---
title: Kubernetes Persistent Volumes and RBD
date: 2017-12-03 15:00:00
---

Since the number of stuff I'm deploying on my small Kubernetes cluster is
increasing and manually managing the volumes is beginning to be a pain, I
decided to start learning about the Storage Classes, Persistent Volumes
and Volume claims.

Even if at first it seems to be intimidating, it was really easy to integrate
them with my small Ceph cluster that I also play with.

# Ceph
On the Ceph side, the configuration consists of creating a new pool and
user that will be used by our Kubernetes cluster.

* First create a new pool
`ceph osd pool create kubernetes 64 64`
* Then, to reduce compatibility problems, I decided to reduce the features
to the bare minimum
`rbd feature disable --pool kubernetes exclusive-lock object-map fast-diff deep-flatten`
* Once the pool is created, I created a new client key that will be used
to provision and claim volumes that will be stored in this pool
`ceph auth get-or-create-key client.kubernetes`
* We need to add the correct capabilities to this new client so that it
can create new images, handle the locks and retrieve the images.

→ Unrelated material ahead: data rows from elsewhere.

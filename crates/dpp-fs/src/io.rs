//! Filesystem access used while compiling state.

use std::fs::{self, OpenOptions};
use std::io::Write;

use async_trait::async_trait;
use fs2::FileExt;

use crate::{Error, NormalizedPath, Result};

/// Filesystem operations the state compiler depends on.
///
/// Every method is awaited before the next compile step starts, so
/// implementations do not need to be re-entrant for the same path.
#[async_trait]
pub trait Filesystem: Send + Sync {
    /// Whether `path` exists and is a directory.
    async fn is_dir(&self, path: &NormalizedPath) -> bool;

    /// Create `path` and all missing parents. Succeeds if it already exists.
    async fn create_dir_all(&self, path: &NormalizedPath) -> Result<()>;

    async fn read_text(&self, path: &NormalizedPath) -> Result<String>;

    /// Replace the whole content of `path` with `content`.
    async fn write_text(&self, path: &NormalizedPath, content: &str) -> Result<()>;
}

/// [`Filesystem`] backed by the local disk through tokio.
#[derive(Debug, Clone, Copy, Default)]
pub struct LocalFs;

impl LocalFs {
    pub fn new() -> Self {
        Self
    }
}

#[async_trait]
impl Filesystem for LocalFs {
    async fn is_dir(&self, path: &NormalizedPath) -> bool {
        tokio::fs::metadata(path.to_native())
            .await
            .map(|meta| meta.is_dir())
            .unwrap_or(false)
    }

    async fn create_dir_all(&self, path: &NormalizedPath) -> Result<()> {
        let native = path.to_native();
        tokio::fs::create_dir_all(&native)
            .await
            .map_err(|e| Error::io(native, e))
    }

    async fn read_text(&self, path: &NormalizedPath) -> Result<String> {
        let native = path.to_native();
        tokio::fs::read_to_string(&native)
            .await
            .map_err(|e| Error::io(native, e))
    }

    async fn write_text(&self, path: &NormalizedPath, content: &str) -> Result<()> {
        let target = path.clone();
        let bytes = content.as_bytes().to_vec();
        tokio::task::spawn_blocking(move || write_atomic(&target, &bytes))
            .await
            .map_err(|e| Error::Task {
                path: path.to_native(),
                message: e.to_string(),
            })?
    }
}

/// Write content atomically to a file with locking.
///
/// The content goes to a temporary sibling first and is renamed over the
/// target, so readers never observe a half-written artifact. The advisory
/// lock only covers the temporary file; it does not serialise two writers
/// of the same target.
pub fn write_atomic(path: &NormalizedPath, content: &[u8]) -> Result<()> {
    let native_path = path.to_native();

    if let Some(parent) = native_path.parent().filter(|p| !p.as_os_str().is_empty()) {
        fs::create_dir_all(parent).map_err(|e| Error::io(parent, e))?;
    }

    let temp_name = format!(
        ".{}.{}.tmp",
        native_path
            .file_name()
            .map(|n| n.to_string_lossy())
            .unwrap_or_default(),
        std::process::id()
    );
    let temp_path = native_path.with_file_name(&temp_name);

    let mut temp_file = OpenOptions::new()
        .write(true)
        .create(true)
        .truncate(true)
        .open(&temp_path)
        .map_err(|e| Error::io(&temp_path, e))?;

    temp_file
        .lock_exclusive()
        .map_err(|_| Error::LockFailed {
            path: native_path.clone(),
        })?;

    temp_file
        .write_all(content)
        .map_err(|e| Error::io(&temp_path, e))?;
    temp_file.sync_all().map_err(|e| Error::io(&temp_path, e))?;

    temp_file.unlock().map_err(|_| Error::LockFailed {
        path: native_path.clone(),
    })?;

    fs::rename(&temp_path, &native_path).map_err(|e| Error::io(&native_path, e))?;

    tracing::trace!(path = %path, bytes = content.len(), "wrote file");
    Ok(())
}
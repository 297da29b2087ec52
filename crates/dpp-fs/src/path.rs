//! Forward-slash path strings shared by the compiler and the host.

use std::path::{Path, PathBuf};

/// A path kept as a forward-slash string.
///
/// Plugin install roots and runtime directories are written verbatim into
/// the bootstrap script and the cache artifact, so they are stored exactly
/// as composed (`base/repos/foo`) and only converted to a native
/// [`PathBuf`] when the filesystem is touched.
#[derive(Debug, Clone, PartialEq, Eq, Hash, PartialOrd, Ord, Default)]
pub struct NormalizedPath {
    inner: String,
}

impl NormalizedPath {
    /// Create a path from any path-like input, converting backslashes.
    pub fn new(path: impl AsRef<Path>) -> Self {
        let raw = path.as_ref().to_string_lossy();
        Self {
            inner: raw.replace('\\', "/"),
        }
    }

    pub fn as_str(&self) -> &str {
        &self.inner
    }

    pub fn into_string(self) -> String {
        self.inner
    }

    pub fn is_empty(&self) -> bool {
        self.inner.is_empty()
    }

    /// Convert to a platform-native PathBuf for I/O operations.
    pub fn to_native(&self) -> PathBuf {
        PathBuf::from(&self.inner)
    }

    /// Append `segment` with exactly one separator between the two parts.
    pub fn join(&self, segment: &str) -> Self {
        let segment = segment.replace('\\', "/");
        let inner = if self.inner.is_empty() {
            segment
        } else if self.inner.ends_with('/') {
            format!("{}{}", self.inner, segment)
        } else {
            format!("{}/{}", self.inner, segment)
        };
        Self { inner }
    }

    /// Remove a single trailing separator, if any.
    ///
    /// A bare `/` is left alone.
    pub fn trim_trailing_separator(&self) -> Self {
        match self.inner.strip_suffix('/') {
            Some(stripped) if !stripped.is_empty() => Self {
                inner: stripped.to_string(),
            },
            _ => self.clone(),
        }
    }

    pub fn parent(&self) -> Option<Self> {
        let trimmed = self.inner.trim_end_matches('/');
        match trimmed.rfind('/') {
            Some(0) => Some(Self {
                inner: "/".to_string(),
            }),
            Some(idx) => Some(Self {
                inner: trimmed[..idx].to_string(),
            }),
            None => None,
        }
    }

    /// Last path component.
    pub fn file_name(&self) -> Option<&str> {
        let trimmed = self.inner.trim_end_matches('/');
        trimmed.rsplit('/').next().filter(|name| !name.is_empty())
    }

    /// Extension of the last component, without the dot.
    ///
    /// Dot-files such as `.vimrc` have no extension.
    pub fn extension(&self) -> Option<&str> {
        let name = self.file_name()?;
        match name.rfind('.') {
            Some(0) | None => None,
            Some(idx) => Some(&name[idx + 1..]),
        }
    }

    /// Last component with its extension removed.
    pub fn file_stem(&self) -> Option<&str> {
        let name = self.file_name()?;
        match name.rfind('.') {
            Some(0) | None => Some(name),
            Some(idx) => Some(&name[..idx]),
        }
    }
}

impl AsRef<Path> for NormalizedPath {
    fn as_ref(&self) -> &Path {
        Path::new(&self.inner)
    }
}

impl std::fmt::Display for NormalizedPath {
    fn fmt(&self, f: &mut std::fmt::Formatter<'_>) -> std::fmt::Result {
        f.write_str(&self.inner)
    }
}

impl From<&str> for NormalizedPath {
    fn from(s: &str) -> Self {
        Self::new(s)
    }
}

impl From<String> for NormalizedPath {
    fn from(s: String) -> Self {
        Self::new(s)
    }
}

impl From<PathBuf> for NormalizedPath {
    fn from(p: PathBuf) -> Self {
        Self::new(p)
    }
}

impl From<&Path> for NormalizedPath {
    fn from(p: &Path) -> Self {
        Self::new(p)
    }
}
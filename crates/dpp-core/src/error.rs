//! Error types for dpp-core

/// Result type for dpp-core operations
pub type Result<T> = std::result::Result<T, Error>;

/// Errors that abort a compile or an action.
///
/// Missing capabilities and failed capability initialisation never show up
/// here; they are reported to the host and resolution continues.
#[derive(Debug, thiserror::Error)]
pub enum Error {
    /// Creating a directory, reading a fragment or writing an artifact failed.
    #[error(transparent)]
    Fs(#[from] dpp_fs::Error),

    /// A host call failed or a required host variable is missing.
    #[error(transparent)]
    Meta(#[from] dpp_meta::Error),

    #[error(transparent)]
    Extensions(#[from] dpp_extensions::Error),

    #[error("failed to serialize plugin cache: {0}")]
    Serialize(#[from] serde_json::Error),
}
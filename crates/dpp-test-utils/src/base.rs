//! [`TestBase`]: a temporary dpp base directory.

use std::fs;
use std::path::Path;

use dpp_fs::NormalizedPath;
use tempfile::TempDir;

/// A temporary directory used as the compiler's base path.
///
/// # Example
///
/// ```rust,no_run
/// use dpp_test_utils::TestBase;
///
/// let base = TestBase::new();
/// base.make_dir("repos/foo/after");
/// base.write("rc/options.vim", "set number\n");
/// assert!(base.path("repos/foo").ends_with("/repos/foo"));
/// ```
pub struct TestBase {
    temp_dir: TempDir,
}

impl Default for TestBase {
    fn default() -> Self {
        Self::new()
    }
}

impl TestBase {
    pub fn new() -> Self {
        Self {
            temp_dir: TempDir::new().unwrap(),
        }
    }

    pub fn root(&self) -> &Path {
        self.temp_dir.path()
    }

    /// The base directory as the compiler sees it.
    pub fn base_path(&self) -> NormalizedPath {
        NormalizedPath::new(self.root())
    }

    /// Forward-slash path of `rel` under the base directory.
    pub fn path(&self, rel: &str) -> String {
        self.base_path().join(rel).into_string()
    }

    /// Create `rel` (and parents) under the base directory.
    pub fn make_dir(&self, rel: &str) {
        fs::create_dir_all(self.root().join(rel))
            .unwrap_or_else(|e| panic!("TestBase::make_dir({rel}): {e}"));
    }

    pub fn write(&self, rel: &str, content: &str) {
        let path = self.root().join(rel);
        if let Some(parent) = path.parent() {
            fs::create_dir_all(parent).unwrap();
        }
        fs::write(&path, content).unwrap_or_else(|e| panic!("TestBase::write({rel}): {e}"));
    }

    pub fn read(&self, rel: &str) -> String {
        fs::read_to_string(self.root().join(rel))
            .unwrap_or_else(|e| panic!("TestBase::read({rel}): {e}"))
    }

    pub fn exists(&self, rel: &str) -> bool {
        self.root().join(rel).exists()
    }
}
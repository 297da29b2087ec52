//! Filesystem collaborator for the dpp plugin state compiler.
//!
//! Paths handled by the compiler are plain forward-slash strings (they end up
//! verbatim inside the generated bootstrap script), so this crate pairs a
//! [`NormalizedPath`] string type with an async [`Filesystem`] trait and a
//! tokio-backed [`LocalFs`] implementation.

pub mod error;
pub mod io;
pub mod path;

pub use error::{Error, Result};
pub use io::{Filesystem, LocalFs, write_atomic};
pub use path::NormalizedPath;
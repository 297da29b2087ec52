//! End-to-end integration test for the plugin manager core
//!
//! This test exercises the complete flow: JSON declarations -> make_state ->
//! artifacts on disk -> an extension action reading them back.

use std::collections::HashMap;
use std::sync::Arc;
use std::sync::atomic::{AtomicUsize, Ordering};

use async_trait::async_trait;
use dpp_core::{CACHE_LOADING_ERROR, Dpp};
use dpp_extensions::{
    Action, ActionArgs, Actions, BoxError, Extension, FactoryLoader, InitArgs, Protocol,
};
use dpp_fs::{Filesystem, LocalFs, NormalizedPath};
use dpp_meta::{DppOptions, Params, Plugin, parse_plugins};
use dpp_test_utils::{DEFAULT_RUNTIME, MockHost, TestBase};
use pretty_assertions::assert_eq;
use serde_json::{Value, json};

/// Lists the cached plugins that were put on the runtimepath.
struct ListSourced;

#[async_trait]
impl Action for ListSourced {
    async fn call(&self, args: ActionArgs<'_>) -> Result<Value, BoxError> {
        let base = args
            .context
            .base_path
            .clone()
            .ok_or("state has not been made")?;
        let profile = args.context.profile.clone().unwrap_or_default();
        let cache_file = NormalizedPath::new(&base).join(&format!("cache_{}.vim", profile));
        let text = LocalFs::new().read_text(&cache_file).await?;
        let cache: Value = serde_json::from_str(&text)?;

        let sourced: Vec<Value> = cache[0]
            .as_array()
            .into_iter()
            .flatten()
            .filter(|plugin| plugin["sourced"] == json!(true))
            .map(|plugin| plugin["name"].clone())
            .collect();
        let mut protocols: Vec<&String> = args.protocols.keys().collect();
        protocols.sort();

        Ok(json!({ "sourced": sourced, "protocols": protocols }))
    }
}

struct Installer {
    inits: Arc<AtomicUsize>,
    actions: Actions,
}

#[async_trait]
impl Extension for Installer {
    fn name(&self) -> &str {
        "installer"
    }

    async fn on_init(&self, _args: InitArgs<'_>) -> Result<(), BoxError> {
        self.inits.fetch_add(1, Ordering::SeqCst);
        Ok(())
    }

    fn actions(&self) -> &Actions {
        &self.actions
    }
}

struct Git;

impl Protocol for Git {
    fn name(&self) -> &str {
        "git"
    }

    fn params(&self) -> Params {
        let mut params = Params::new();
        params.insert("cloneDepth".to_string(), json!(0));
        params
    }
}

fn setup_dpp(inits: &Arc<AtomicUsize>) -> Dpp {
    let mut loader = FactoryLoader::new();
    let counter = Arc::clone(inits);
    loader.register_extension("installer", move || {
        let mut actions = Actions::new();
        actions.insert("sourced".to_string(), Arc::new(ListSourced) as Arc<dyn Action>);
        Installer {
            inits: Arc::clone(&counter),
            actions,
        }
    });
    loader.register_protocol("git", || Git);
    Dpp::new(loader)
}

/// A base directory with two installed eager plugins and one lazy plugin.
fn setup_base() -> TestBase {
    let base = TestBase::new();
    base.make_dir("repos/github.com/Shougo/ddu.vim");
    base.make_dir("repos/github.com/tpope/vim-fugitive/after");
    base.make_dir("repos/github.com/Shougo/ddc.vim");
    base.write("rc/options.vim", "\" basic options\nset number\n\nset hidden\n");
    base
}

fn declarations() -> Vec<Plugin> {
    parse_plugins(json!([
        { "name": "ddu.vim", "repo": "github.com/Shougo/ddu.vim" },
        { "name": "vim-fugitive", "repo": "github.com/tpope/vim-fugitive", "custom": { "keep": 1 } },
        { "name": "ddc.vim", "repo": "github.com/Shougo/ddc.vim", "on_event": "InsertEnter" },
        { "name": "missing.vim", "repo": "github.com/nobody/missing.vim" },
    ]))
    .unwrap()
}

fn options() -> DppOptions {
    serde_json::from_value(json!({
        "protocols": ["git"],
        "protocolParams": { "git": { "cloneDepth": 1 } },
        "inlineVimrcs": ["~/rc/options.vim"],
    }))
    .unwrap()
}

#[tokio::test]
async fn test_make_state_then_run_action() {
    let base = setup_base();
    let host = MockHost::new()
        .with_runtime_path(&format!("/home/u/.vim,{},/home/u/.vim/after", DEFAULT_RUNTIME))
        .with_home(base.root().to_str().unwrap());
    let fs = LocalFs::new();
    let inits = Arc::new(AtomicUsize::new(0));
    let mut dpp = setup_dpp(&inits);
    dpp.patch_options(&options());

    let report = dpp
        .make_state(&host, &fs, &options(), &base.base_path(), &declarations())
        .await
        .unwrap();

    let state = base.read("state_vim.vim");
    assert_eq!(state, report.script.render());
    assert!(state.contains(CACHE_LOADING_ERROR));
    assert!(state.ends_with("set number\nset hidden"));

    let runtimepath: Vec<&str> = report.runtimepath.split(',').collect();
    assert_eq!(
        runtimepath,
        vec![
            "/home/u/.vim",
            base.path("repos/github.com/tpope/vim-fugitive").as_str(),
            base.path("repos/github.com/Shougo/ddu.vim").as_str(),
            base.path(".dpp").as_str(),
            DEFAULT_RUNTIME,
            base.path("repos/github.com/tpope/vim-fugitive/after").as_str(),
            "/home/u/.vim/after",
            base.path(".dpp/after").as_str(),
        ]
    );

    let cache: Value = serde_json::from_str(&base.read("cache_vim.vim")).unwrap();
    assert_eq!(cache[0][1]["custom"], json!({ "keep": 1 }));
    assert_eq!(cache[0][2]["lazy"], json!(true));

    for _ in 0..2 {
        let result = dpp
            .ext_action(&host, &options(), "installer", "sourced", &Value::Null)
            .await
            .unwrap();
        assert_eq!(
            result,
            Some(json!({
                "sourced": ["ddu.vim", "vim-fugitive"],
                "protocols": ["git"],
            }))
        );
    }
    assert_eq!(inits.load(Ordering::SeqCst), 1);
    assert!(host.errors().is_empty());
}

#[tokio::test]
async fn test_recompile_is_byte_identical() {
    let base = setup_base();
    let host = MockHost::new()
        .with_runtime_path(DEFAULT_RUNTIME)
        .with_home(base.root().to_str().unwrap());
    let fs = LocalFs::new();
    let mut dpp = setup_dpp(&Arc::new(AtomicUsize::new(0)));

    dpp.make_state(&host, &fs, &options(), &base.base_path(), &declarations())
        .await
        .unwrap();
    let first = (base.read("state_vim.vim"), base.read("cache_vim.vim"));

    dpp.make_state(&host, &fs, &options(), &base.base_path(), &declarations())
        .await
        .unwrap();
    let second = (base.read("state_vim.vim"), base.read("cache_vim.vim"));

    assert_eq!(first, second);
}

#[tokio::test]
async fn test_profiles_write_separate_artifacts() {
    let base = setup_base();
    let fs = LocalFs::new();
    let mut dpp = setup_dpp(&Arc::new(AtomicUsize::new(0)));

    for progname in ["vim", "nvim"] {
        let host = MockHost::new()
            .with_runtime_path(DEFAULT_RUNTIME)
            .with_global("dpp#_progname", json!(progname));
        dpp.make_state(&host, &fs, &DppOptions::default(), &base.base_path(), &[])
            .await
            .unwrap();
    }

    for file in ["state_vim.vim", "cache_vim.vim", "state_nvim.vim", "cache_nvim.vim"] {
        assert!(base.exists(file), "{} missing", file);
    }
    assert_eq!(dpp.context().profile.as_deref(), Some("nvim"));
}

#[tokio::test]
async fn test_normalization_scenarios() {
    let host = MockHost::new().with_runtime_path(DEFAULT_RUNTIME);
    let base = TestBase::new();
    let mut dpp = setup_dpp(&Arc::new(AtomicUsize::new(0)));
    let plugins = parse_plugins(json!([
        { "name": "foo", "rev": "[hoge]", "script_type": "foo", "rtp": "autoload" },
        { "name": "bar", "on_ft": "bar" },
    ]))
    .unwrap();

    let report = dpp
        .make_state(&host, &LocalFs::new(), &DppOptions::default(), &base.base_path(), &plugins)
        .await
        .unwrap();

    let by_name: HashMap<&str, &Plugin> = report
        .plugins
        .iter()
        .map(|plugin| (plugin.name.as_str(), plugin))
        .collect();
    let foo = by_name["foo"];
    assert_eq!(foo.path, Some(base.path("repos/foo__hoge_/foo")));
    assert_eq!(foo.rtp, Some(base.path("repos/foo__hoge_/foo/autoload")));
    assert_eq!((foo.lazy, foo.merged), (Some(false), Some(true)));

    let bar = by_name["bar"];
    assert_eq!(bar.path, Some(base.path("repos/bar")));
    assert_eq!(bar.rtp, bar.path);
    assert_eq!((bar.lazy, bar.merged), (Some(true), Some(false)));
}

The `rbd`
profile automatically allow these operations.
`ceph auth caps client.kubernetes mon "profile rbd" osd "profile rbd pool=kubernetes`
* Then, we export the key in base64 to be inserted shortly in the Kubernetes
storage class configuration.
`ceph auth get client.kubernetes | grep key | awk '{print $3}' | base64`

That's all for the Ceph part of the storage configuration. Easy until now no ?

# Storage class
In Kubernetes, a Storage Class is a way to configure the storage that is
available and can be used by the Persistent Volumes. It's really an easy
way to describe the storage so that you don't have to worry about it when
creating new pods.

I created a new file that contains everything needed for the configuration
of a new `rbd` storage class in my cluster. I will describe it part by
part, but you can merge everything into one file to apply it with `kubectl`.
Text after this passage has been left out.